[Stored data]
______________________________

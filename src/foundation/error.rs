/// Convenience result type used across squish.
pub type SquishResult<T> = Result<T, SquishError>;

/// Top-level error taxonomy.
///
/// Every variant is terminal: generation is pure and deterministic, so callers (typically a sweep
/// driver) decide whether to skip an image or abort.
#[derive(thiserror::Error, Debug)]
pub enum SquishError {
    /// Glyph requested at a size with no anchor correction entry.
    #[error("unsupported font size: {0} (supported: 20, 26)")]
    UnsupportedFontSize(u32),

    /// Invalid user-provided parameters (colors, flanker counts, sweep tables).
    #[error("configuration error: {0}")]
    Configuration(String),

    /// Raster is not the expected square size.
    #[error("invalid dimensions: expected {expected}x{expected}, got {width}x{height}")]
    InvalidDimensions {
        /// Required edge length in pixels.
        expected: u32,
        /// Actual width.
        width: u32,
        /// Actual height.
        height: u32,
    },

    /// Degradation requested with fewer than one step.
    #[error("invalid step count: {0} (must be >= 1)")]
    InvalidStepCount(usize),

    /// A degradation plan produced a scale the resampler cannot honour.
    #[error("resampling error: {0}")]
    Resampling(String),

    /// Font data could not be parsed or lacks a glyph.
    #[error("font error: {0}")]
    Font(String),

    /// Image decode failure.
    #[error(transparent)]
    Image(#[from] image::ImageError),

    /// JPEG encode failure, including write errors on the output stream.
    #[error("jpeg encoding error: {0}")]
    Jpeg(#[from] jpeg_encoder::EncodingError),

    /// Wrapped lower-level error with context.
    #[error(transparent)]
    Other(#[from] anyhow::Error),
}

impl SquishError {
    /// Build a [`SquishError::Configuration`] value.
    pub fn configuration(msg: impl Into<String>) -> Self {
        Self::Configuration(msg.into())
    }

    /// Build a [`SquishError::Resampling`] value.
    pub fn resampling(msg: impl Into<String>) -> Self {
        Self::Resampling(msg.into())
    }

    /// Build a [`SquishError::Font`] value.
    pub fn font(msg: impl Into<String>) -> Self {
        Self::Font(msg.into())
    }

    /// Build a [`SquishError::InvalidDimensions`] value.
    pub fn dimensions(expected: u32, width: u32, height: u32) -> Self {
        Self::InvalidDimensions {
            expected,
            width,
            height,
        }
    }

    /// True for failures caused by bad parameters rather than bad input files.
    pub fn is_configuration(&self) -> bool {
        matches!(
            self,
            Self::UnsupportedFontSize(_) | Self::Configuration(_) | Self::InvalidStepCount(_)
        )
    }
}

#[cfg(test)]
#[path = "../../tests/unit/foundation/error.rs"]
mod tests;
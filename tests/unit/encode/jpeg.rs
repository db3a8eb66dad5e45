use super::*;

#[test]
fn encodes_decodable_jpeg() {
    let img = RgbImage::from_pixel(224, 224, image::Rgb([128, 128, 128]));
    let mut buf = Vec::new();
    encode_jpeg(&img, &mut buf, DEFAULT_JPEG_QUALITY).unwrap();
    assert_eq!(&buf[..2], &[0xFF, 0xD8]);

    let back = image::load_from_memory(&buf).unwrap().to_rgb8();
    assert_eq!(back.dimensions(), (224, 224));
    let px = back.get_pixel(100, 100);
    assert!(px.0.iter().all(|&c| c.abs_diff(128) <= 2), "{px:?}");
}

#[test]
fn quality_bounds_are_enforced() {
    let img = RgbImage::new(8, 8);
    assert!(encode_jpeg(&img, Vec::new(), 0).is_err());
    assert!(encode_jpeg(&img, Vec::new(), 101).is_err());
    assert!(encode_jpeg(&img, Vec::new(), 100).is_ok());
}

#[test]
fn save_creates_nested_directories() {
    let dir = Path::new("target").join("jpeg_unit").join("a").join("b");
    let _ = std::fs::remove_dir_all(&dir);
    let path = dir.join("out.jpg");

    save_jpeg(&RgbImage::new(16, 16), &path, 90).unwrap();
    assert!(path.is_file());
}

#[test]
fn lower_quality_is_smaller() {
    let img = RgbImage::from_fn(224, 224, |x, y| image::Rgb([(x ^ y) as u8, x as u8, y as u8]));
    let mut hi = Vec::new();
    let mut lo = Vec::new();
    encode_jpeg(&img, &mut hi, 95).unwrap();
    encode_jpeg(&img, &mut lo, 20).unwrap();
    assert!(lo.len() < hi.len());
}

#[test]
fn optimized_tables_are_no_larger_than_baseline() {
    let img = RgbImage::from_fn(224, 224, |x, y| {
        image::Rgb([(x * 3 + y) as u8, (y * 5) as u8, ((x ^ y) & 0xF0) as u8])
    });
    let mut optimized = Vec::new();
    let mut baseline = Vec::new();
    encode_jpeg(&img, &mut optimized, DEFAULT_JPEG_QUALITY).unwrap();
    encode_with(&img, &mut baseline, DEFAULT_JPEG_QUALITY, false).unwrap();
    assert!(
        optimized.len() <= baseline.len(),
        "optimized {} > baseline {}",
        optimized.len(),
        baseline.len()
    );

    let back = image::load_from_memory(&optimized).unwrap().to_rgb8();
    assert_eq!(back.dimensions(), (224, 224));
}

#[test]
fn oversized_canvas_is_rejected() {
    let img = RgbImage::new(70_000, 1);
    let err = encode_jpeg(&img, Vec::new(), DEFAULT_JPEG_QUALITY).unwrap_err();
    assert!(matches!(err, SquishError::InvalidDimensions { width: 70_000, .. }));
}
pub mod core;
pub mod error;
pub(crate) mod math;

______________________________

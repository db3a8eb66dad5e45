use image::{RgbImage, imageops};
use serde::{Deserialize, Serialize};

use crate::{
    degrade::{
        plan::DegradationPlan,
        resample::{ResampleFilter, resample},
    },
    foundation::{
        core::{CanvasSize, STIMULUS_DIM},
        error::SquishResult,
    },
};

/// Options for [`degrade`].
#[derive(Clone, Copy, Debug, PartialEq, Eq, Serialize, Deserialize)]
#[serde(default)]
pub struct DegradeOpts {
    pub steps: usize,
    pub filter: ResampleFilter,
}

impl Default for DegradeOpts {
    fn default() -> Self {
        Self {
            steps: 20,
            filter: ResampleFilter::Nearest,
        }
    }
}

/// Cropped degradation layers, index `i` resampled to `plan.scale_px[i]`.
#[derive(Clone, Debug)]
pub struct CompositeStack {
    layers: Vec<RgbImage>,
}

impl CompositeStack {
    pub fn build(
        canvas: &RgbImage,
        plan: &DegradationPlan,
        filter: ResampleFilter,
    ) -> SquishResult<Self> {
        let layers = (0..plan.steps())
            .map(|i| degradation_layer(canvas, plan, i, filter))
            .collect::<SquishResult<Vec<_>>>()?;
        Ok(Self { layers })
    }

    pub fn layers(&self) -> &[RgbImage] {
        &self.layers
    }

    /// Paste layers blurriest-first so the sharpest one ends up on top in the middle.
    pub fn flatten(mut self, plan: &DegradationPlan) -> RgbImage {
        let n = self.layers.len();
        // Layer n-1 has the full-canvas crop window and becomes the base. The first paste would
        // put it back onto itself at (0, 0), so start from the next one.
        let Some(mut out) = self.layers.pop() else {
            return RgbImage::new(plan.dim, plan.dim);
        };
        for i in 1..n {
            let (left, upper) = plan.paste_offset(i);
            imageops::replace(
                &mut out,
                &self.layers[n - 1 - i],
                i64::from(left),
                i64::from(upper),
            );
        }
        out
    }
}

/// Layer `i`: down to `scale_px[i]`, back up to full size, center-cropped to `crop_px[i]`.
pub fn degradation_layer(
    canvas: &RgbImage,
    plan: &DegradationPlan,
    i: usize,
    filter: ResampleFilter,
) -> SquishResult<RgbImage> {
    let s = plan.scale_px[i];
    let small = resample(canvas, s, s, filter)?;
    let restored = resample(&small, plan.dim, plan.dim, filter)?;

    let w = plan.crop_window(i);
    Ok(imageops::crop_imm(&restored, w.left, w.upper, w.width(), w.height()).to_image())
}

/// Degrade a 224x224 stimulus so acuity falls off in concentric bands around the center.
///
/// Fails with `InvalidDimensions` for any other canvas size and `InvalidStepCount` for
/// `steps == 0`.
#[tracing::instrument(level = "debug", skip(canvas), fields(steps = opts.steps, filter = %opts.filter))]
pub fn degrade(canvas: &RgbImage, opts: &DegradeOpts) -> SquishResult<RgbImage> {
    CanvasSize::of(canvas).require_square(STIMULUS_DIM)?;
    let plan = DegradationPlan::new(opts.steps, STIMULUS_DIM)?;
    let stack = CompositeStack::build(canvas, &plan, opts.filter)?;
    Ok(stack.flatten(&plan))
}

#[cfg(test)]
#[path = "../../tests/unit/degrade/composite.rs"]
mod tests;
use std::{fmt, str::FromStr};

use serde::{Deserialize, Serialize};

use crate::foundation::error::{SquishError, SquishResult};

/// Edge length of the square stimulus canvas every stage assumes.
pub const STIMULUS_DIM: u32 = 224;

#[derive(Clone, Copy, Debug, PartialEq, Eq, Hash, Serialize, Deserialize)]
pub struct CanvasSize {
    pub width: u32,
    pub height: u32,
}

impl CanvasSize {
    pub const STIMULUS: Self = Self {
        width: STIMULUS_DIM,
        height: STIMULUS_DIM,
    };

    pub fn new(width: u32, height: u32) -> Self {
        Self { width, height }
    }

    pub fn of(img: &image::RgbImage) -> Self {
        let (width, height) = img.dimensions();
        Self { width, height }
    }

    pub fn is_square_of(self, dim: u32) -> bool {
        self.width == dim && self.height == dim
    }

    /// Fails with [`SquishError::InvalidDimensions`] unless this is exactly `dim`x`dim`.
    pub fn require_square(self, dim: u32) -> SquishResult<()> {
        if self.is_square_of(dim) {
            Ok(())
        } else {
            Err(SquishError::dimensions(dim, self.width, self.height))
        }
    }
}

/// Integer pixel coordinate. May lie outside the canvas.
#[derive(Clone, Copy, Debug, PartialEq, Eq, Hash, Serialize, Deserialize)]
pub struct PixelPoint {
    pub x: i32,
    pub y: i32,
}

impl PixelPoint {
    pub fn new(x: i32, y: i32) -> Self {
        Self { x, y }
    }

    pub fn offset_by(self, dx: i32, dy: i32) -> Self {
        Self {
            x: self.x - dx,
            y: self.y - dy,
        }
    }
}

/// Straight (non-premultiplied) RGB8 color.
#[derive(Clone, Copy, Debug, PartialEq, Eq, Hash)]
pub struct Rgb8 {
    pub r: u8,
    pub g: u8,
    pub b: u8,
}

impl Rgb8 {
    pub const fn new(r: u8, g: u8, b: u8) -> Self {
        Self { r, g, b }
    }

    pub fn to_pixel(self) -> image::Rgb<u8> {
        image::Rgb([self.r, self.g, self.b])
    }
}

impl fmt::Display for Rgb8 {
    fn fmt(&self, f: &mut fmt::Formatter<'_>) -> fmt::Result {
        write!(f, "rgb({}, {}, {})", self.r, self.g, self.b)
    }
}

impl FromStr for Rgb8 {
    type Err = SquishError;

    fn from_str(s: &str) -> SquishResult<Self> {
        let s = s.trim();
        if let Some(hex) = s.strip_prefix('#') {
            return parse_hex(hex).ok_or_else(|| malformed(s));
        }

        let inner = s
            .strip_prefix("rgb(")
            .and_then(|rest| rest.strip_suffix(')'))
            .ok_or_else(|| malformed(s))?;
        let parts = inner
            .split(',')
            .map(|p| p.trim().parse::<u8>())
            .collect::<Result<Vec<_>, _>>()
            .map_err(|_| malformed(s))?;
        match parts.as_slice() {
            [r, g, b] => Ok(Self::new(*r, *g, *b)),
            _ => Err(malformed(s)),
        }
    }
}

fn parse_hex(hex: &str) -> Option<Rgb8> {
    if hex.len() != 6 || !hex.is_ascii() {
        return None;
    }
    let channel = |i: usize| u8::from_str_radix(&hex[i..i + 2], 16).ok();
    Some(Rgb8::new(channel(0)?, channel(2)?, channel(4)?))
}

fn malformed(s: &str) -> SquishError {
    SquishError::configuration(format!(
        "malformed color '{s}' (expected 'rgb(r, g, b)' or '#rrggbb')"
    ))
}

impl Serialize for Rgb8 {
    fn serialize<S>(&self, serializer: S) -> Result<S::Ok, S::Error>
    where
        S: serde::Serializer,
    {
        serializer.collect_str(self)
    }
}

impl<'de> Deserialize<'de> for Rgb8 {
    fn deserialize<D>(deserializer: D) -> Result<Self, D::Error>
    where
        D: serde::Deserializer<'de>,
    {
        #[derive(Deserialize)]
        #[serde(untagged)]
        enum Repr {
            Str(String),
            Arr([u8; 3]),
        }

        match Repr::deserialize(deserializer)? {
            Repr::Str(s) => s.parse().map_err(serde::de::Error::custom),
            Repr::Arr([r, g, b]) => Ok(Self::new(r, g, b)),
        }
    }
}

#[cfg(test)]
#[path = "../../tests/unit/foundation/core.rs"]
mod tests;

______________________________

Look above for the line with "for any other" and the line with "pub const STIMULUS_DIM: u32 = 224;"; transcribe both and all lines in between, exactly, and nothing else.

» **Solution for this exercise**:
/// Fails with `InvalidDimensions` for any other canvas size and `InvalidStepCount` for
/// `steps == 0`.
#[tracing::instrument(level = "debug", skip(canvas), fields(steps = opts.steps, filter = %opts.filter))]
pub fn degrade(canvas: &RgbImage, opts: &DegradeOpts) -> SquishResult<RgbImage> {
    CanvasSize::of(canvas).require_square(STIMULUS_DIM)?;
    let plan = DegradationPlan::new(opts.steps, STIMULUS_DIM)?;
    let stack = CompositeStack::build(canvas, &plan, opts.filter)?;
    Ok(stack.flatten(&plan))
}

#[cfg(test)]
#[path = "../../tests/unit/degrade/composite.rs"]
mod tests;
use std::{fmt, str::FromStr};

use serde::{Deserialize, Serialize};

use crate::foundation::error::{SquishError, SquishResult};

/// Edge length of the square stimulus canvas every stage assumes.
pub const STIMULUS_DIM: u32 = 224;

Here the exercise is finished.